My governing principle is not complicated: Editorial judgments depend on context. Should we use fewer adverbs? Generally yes, when feasible. Is there a place for strange styles? I don’t know until you show it to me in context and we see whether it works. Should a book about inner-city gangs be written in gangland style? If it works well, perhaps, so let’s see it and determine whether it works. If not, maybe the fix can preserve much of its flavor.

Here’s what to like about Pinker. As a student and educator in the field of psycholinguistics, he’s deep in the ways our minds use language. When there’s a hitch in a sentence, I can usually say what needs to be done, but I can’t always articulate why. Pinker explains that and many other nuances of the English language. It’s not a grammar guide, but it does examine many aspects of language in light of the divide between Prescriptivists (the language standards’ right wing) and Descriptivists (the left wing). He isn’t intimidated by the Red Pen of Disapproval.

The language’s right wing seems to want the language frozen in time. To that group, for example, “ain’t” could never be a legitimate word. Whatever is considered correct today is treated as if it were correct for the millennium or so in which something like the English language has existed in discernibly different form from its Germanic extended family.
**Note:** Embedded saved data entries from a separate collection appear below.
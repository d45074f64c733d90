//! Recipe Modal Component
//!
//! Shows a dish name and its raw instructions. Instructions are inserted as
//! text, never parsed as HTML.

use leptos::prelude::*;
use wasm_bindgen::JsCast;

use crate::context::{use_browser_context, BrowserContext};
use crate::controller;
use crate::store::BrowserStateStoreFields;

/// Close on Escape anywhere in the document
fn bind_escape_to_close(ctx: BrowserContext) {
    use wasm_bindgen::closure::Closure;

    let on_keydown =
        Closure::<dyn FnMut(web_sys::KeyboardEvent)>::new(move |ev: web_sys::KeyboardEvent| {
            if ev.key() == "Escape" && ctx.store.modal().get_untracked().is_some() {
                controller::close_modal(ctx);
            }
        });

    if let Some(doc) = web_sys::window().and_then(|win| win.document()) {
        let listener: &js_sys::Function = on_keydown.as_ref().unchecked_ref();
        if let Err(err) = doc.add_event_listener_with_callback("keydown", listener) {
            log::debug!("[MODAL] Escape binding failed: {:?}", err);
        }
    }
    on_keydown.forget();
}

#[component]
pub fn RecipeModal() -> impl IntoView {
    let ctx = use_browser_context();
    let store = ctx.store;

    bind_escape_to_close(ctx);

    let title = move || store.modal().get().map(|m| m.title).unwrap_or_default();
    let body = move || store.modal().get().map(|m| m.body).unwrap_or_default();

    view! {
        <div
            id="recipeModal"
            class=move || if store.modal().get().is_some() { "modal" } else { "modal hidden" }
            on:click=move |_| controller::close_modal(ctx)
        >
            <div class="modal-box" on:click=|ev| ev.stop_propagation()>
                <button class="modal-close" on:click=move |_| controller::close_modal(ctx)>
                    "×"
                </button>
                <h2 id="modalTitle">{title}</h2>
                <p id="modalContent" class="modal-content">{body}</p>
            </div>
        </div>
    }
}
Pinker demonstrates that language evolves whether editorial stuffed shirts like it or not, and that the Bemoaning of the Decline in Writing Standards has been with us for a very long time. Every generation does it. Put another way, the stuffed shirts of 1822 and 1922 would scowl at what the stuffed shirts of 2022 consider acceptable.
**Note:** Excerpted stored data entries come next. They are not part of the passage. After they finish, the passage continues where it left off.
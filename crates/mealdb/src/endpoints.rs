//! Endpoint URLs
//!
//! Builds the three GET endpoints of the recipe service from an [`ApiConfig`].

use percent_encoding::{utf8_percent_encode, AsciiSet, NON_ALPHANUMERIC};

pub const DEFAULT_BASE_URL: &str = "https://www.themealdb.com/api/json/v1/1";
pub const DEFAULT_SAMPLE_SIZE: usize = 4;

/// Characters left untouched in query values
const QUERY_VALUE: &AsciiSet = &NON_ALPHANUMERIC
    .remove(b'-')
    .remove(b'_')
    .remove(b'.')
    .remove(b'~');

/// Remote service configuration
#[derive(Debug, Clone, PartialEq)]
pub struct ApiConfig {
    pub base_url: String,
    /// Max dishes sampled per category
    pub sample_size: usize,
}

impl Default for ApiConfig {
    fn default() -> Self {
        Self {
            base_url: DEFAULT_BASE_URL.to_string(),
            sample_size: DEFAULT_SAMPLE_SIZE,
        }
    }
}

impl ApiConfig {
    pub fn with_base_url(mut self, base_url: impl Into<String>) -> Self {
        self.base_url = base_url.into();
        self
    }

    pub fn with_sample_size(mut self, sample_size: usize) -> Self {
        self.sample_size = sample_size;
        self
    }

    fn endpoint(&self, script: &str, key: &str, value: &str) -> String {
        format!(
            "{}/{}?{}={}",
            self.base_url.trim_end_matches('/'),
            script,
            key,
            utf8_percent_encode(value, QUERY_VALUE)
        )
    }
}

/// Filter-by-category endpoint (expects the API vocabulary, not the display label)
pub fn filter_url(config: &ApiConfig, api_category: &str) -> String {
    config.endpoint("filter.php", "c", api_category)
}

/// Lookup-by-id endpoint
pub fn lookup_url(config: &ApiConfig, id: &str) -> String {
    config.endpoint("lookup.php", "i", id)
}

/// Free-text search endpoint
pub fn search_url(config: &ApiConfig, term: &str) -> String {
    config.endpoint("search.php", "s", term)
}
//! Random sampling of category results

/// Shuffle `items` in place (Fisher-Yates) and keep at most `limit` of them.
///
/// `rng` must yield values in `[0, 1)`; out-of-range values are clamped so a
/// misbehaving source can never index out of bounds.
pub fn shuffle_truncate<T>(
    mut items: Vec<T>,
    limit: usize,
    mut rng: impl FnMut() -> f64,
) -> Vec<T> {
    for i in (1..items.len()).rev() {
        let j = ((rng() * (i + 1) as f64) as usize).min(i);
        items.swap(i, j);
    }
    items.truncate(limit);
    items
}
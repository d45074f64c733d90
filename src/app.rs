//! Recipe Browser App
//!
//! Builds the store and API config, provides them as context, kicks off the
//! initial load and lays out search, category filter, grid and modal.

use leptos::prelude::*;
use reactive_stores::Store;

use crate::components::{CategoryBar, DishGrid, RecipeModal, SearchBar};
use crate::config;
use crate::context::BrowserContext;
use crate::controller;
use crate::store::BrowserState;

#[component]
pub fn App() -> impl IntoView {
    let ctx = BrowserContext::new(Store::new(BrowserState::new()), config::load_from_document());

    // Provide context to all children
    provide_context(ctx);

    // Initial load on mount
    Effect::new(move |_| controller::load_all(ctx));

    view! {
        <div class="recipe-browser">
            <header class="hero">
                <h1>"Recipe Browser"</h1>
                <SearchBar />
            </header>

            <CategoryBar />

            <main>
                <DishGrid />
            </main>

            <RecipeModal />
        </div>
    }
}
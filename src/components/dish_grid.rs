//! Dish Grid Component
//!
//! Renders the displayed list. The whole grid is rebuilt whenever the list
//! is replaced, so the DOM always mirrors the store.

use leptos::prelude::*;
use mealdb::DishSummary;

use crate::animation;
use crate::components::{CardContent, DishCard};
use crate::context::use_browser_context;
use crate::store::BrowserStateStoreFields;

pub const NO_RESULTS_TEXT: &str = "No recipes found.";

/// What the grid shows for a given list
#[derive(Debug, Clone, PartialEq, Eq)]
pub enum GridLayout {
    /// The "no results" placeholder, no cards
    Empty,
    /// One card per dish, in list order
    Cards(Vec<CardContent>),
}

impl GridLayout {
    pub fn of(dishes: &[DishSummary]) -> Self {
        if dishes.is_empty() {
            Self::Empty
        } else {
            Self::Cards(dishes.iter().map(CardContent::from).collect())
        }
    }
}

#[component]
pub fn DishGrid() -> impl IntoView {
    let store = use_browser_context().store;

    // Re-scan animations after every non-empty render
    Effect::new(move |_| {
        if !store.displayed().read().is_empty() {
            animation::refresh_after_render();
        }
    });

    view! {
        <div
            id="results"
            class="results-grid"
            aria-busy=move || if store.loading().get() { "true" } else { "false" }
        >
            {move || {
                let layout = GridLayout::of(&store.displayed().read());
                match layout {
                    GridLayout::Empty => view! {
                        <p class="no-results">{NO_RESULTS_TEXT}</p>
                    }.into_any(),
                    GridLayout::Cards(cards) => cards
                        .into_iter()
                        .map(|card| view! { <DishCard card=card /> })
                        .collect_view()
                        .into_any(),
                }
            }}
        </div>
    }
}
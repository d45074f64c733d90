//! Browser State Store
//!
//! Uses Leptos reactive_stores for fine-grained reactivity.

use leptos::prelude::*;
use mealdb::{DishDetail, DishSummary, ALL_CATEGORY};
use reactive_stores::Store;

use crate::sequence::{RequestSequence, Ticket};

/// Text shown in the detail modal
#[derive(Debug, Clone, PartialEq)]
pub struct ModalContent {
    pub title: String,
    pub body: String,
}

impl From<DishDetail> for ModalContent {
    fn from(detail: DishDetail) -> Self {
        Self {
            title: detail.name,
            body: detail.instructions,
        }
    }
}

/// Page-session state with field-level reactivity
#[derive(Clone, Debug, Default, Store)]
pub struct BrowserState {
    /// Dishes gathered by the initial load (the "all" view)
    pub all_dishes: Vec<DishSummary>,
    /// Dishes currently backing the grid
    pub displayed: Vec<DishSummary>,
    /// Category button currently marked active
    pub active_category: String,
    /// A grid fetch is outstanding
    pub loading: bool,
    /// Open modal, if any
    pub modal: Option<ModalContent>,
    /// Tickets for grid fetches
    pub sequence: RequestSequence,
    /// Ticket of the latest "all" re-render
    pub cached_view: Option<Ticket>,
    /// Tickets for detail fetches
    pub detail_sequence: RequestSequence,
}

impl BrowserState {
    pub fn new() -> Self {
        Self {
            active_category: ALL_CATEGORY.to_string(),
            ..Default::default()
        }
    }
}

pub type AppStore = Store<BrowserState>;

// ========================
// Store Helper Functions
// ========================

/// Start a grid fetch; supersedes any fetch still in flight
pub fn begin_request(store: &AppStore) -> Ticket {
    let ticket = store.sequence().write().begin();
    store.loading().set(true);
    ticket
}

/// Replace the displayed list if `ticket` is still the latest.
/// Returns whether the results were applied.
pub fn apply_results(store: &AppStore, ticket: Ticket, dishes: Vec<DishSummary>) -> bool {
    if !store.sequence().get_untracked().is_current(ticket) {
        log::debug!("[STORE] dropping {} dishes from superseded request", dishes.len());
        return false;
    }
    store.displayed().set(dishes);
    store.loading().set(false);
    true
}

/// Finish a failed fetch without touching the grid
pub fn abandon_request(store: &AppStore, ticket: Ticket) {
    if store.sequence().get_untracked().is_current(ticket) {
        store.loading().set(false);
    }
}

/// Re-render the initial-load list; no network involved
pub fn show_cached(store: &AppStore) {
    let ticket = begin_request(store);
    store.cached_view().set(Some(ticket));
    let cached = store.all_dishes().get_untracked();
    apply_results(store, ticket, cached);
}

/// Store the initial-load list and display it. If the user switched to the
/// "all" view while the load was running, the list is applied under that
/// view's ticket instead of being dropped.
pub fn finish_initial_load(store: &AppStore, ticket: Ticket, dishes: Vec<DishSummary>) -> bool {
    store.all_dishes().set(dishes.clone());
    if store.sequence().get_untracked().is_current(ticket) {
        return apply_results(store, ticket, dishes);
    }
    match store.cached_view().get_untracked() {
        Some(cached) => apply_results(store, cached, dishes),
        None => false,
    }
}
Every generation’s has the conceit of having lived in Big Important Times. Whatever it learned in childhood was The Right Way, with every later generation being selfish, lazy slobs with no respect. To this day most people sixty and over insist on two spaces after a period (and if they paid attention, the exclamation point and colon). Why? Because Mrs. Nitpickingham taught them two spaces in their typing class, and damn it, that makes it correct for all time and eternity. Never mind that Mrs. Nitpickingham (my own was a dotty but pleasant elderly lady who troweled on eyeshadow like iridescent purple bat wings extending from her eyelids) never used an electric typewriter and passed away before the advent of the IBM PC; she could not have envisioned self-publishing. Text-speak? Let’s be glad for her that she never saw it develop; same for my elderly high school English teacher, who looked like Groucho Marx and sounded a bit like Andy Rooney if he’d smoked all his life. In the meantime, every client over sixty argues with me about two spaces vs. one. I explain why the restriction no longer makes sense nor is the standard. Tough, most say, that’s what Mrs. Nitpickingham taught me and that’s what’s correct. It is the hill they choose to die on. It’s the wrong one.

It could be worse. My wife sometimes leaves three spaces, and she’s an excellent typist. I sometimes think she’s just messing with me.

If you want to see someone make a good case for the steady evolution of language and usage–someone doing so not because he doesn’t know the rules and won’t learn them, but because he knows them well enough to know when to bend or break them–Steven Pinker is your guy.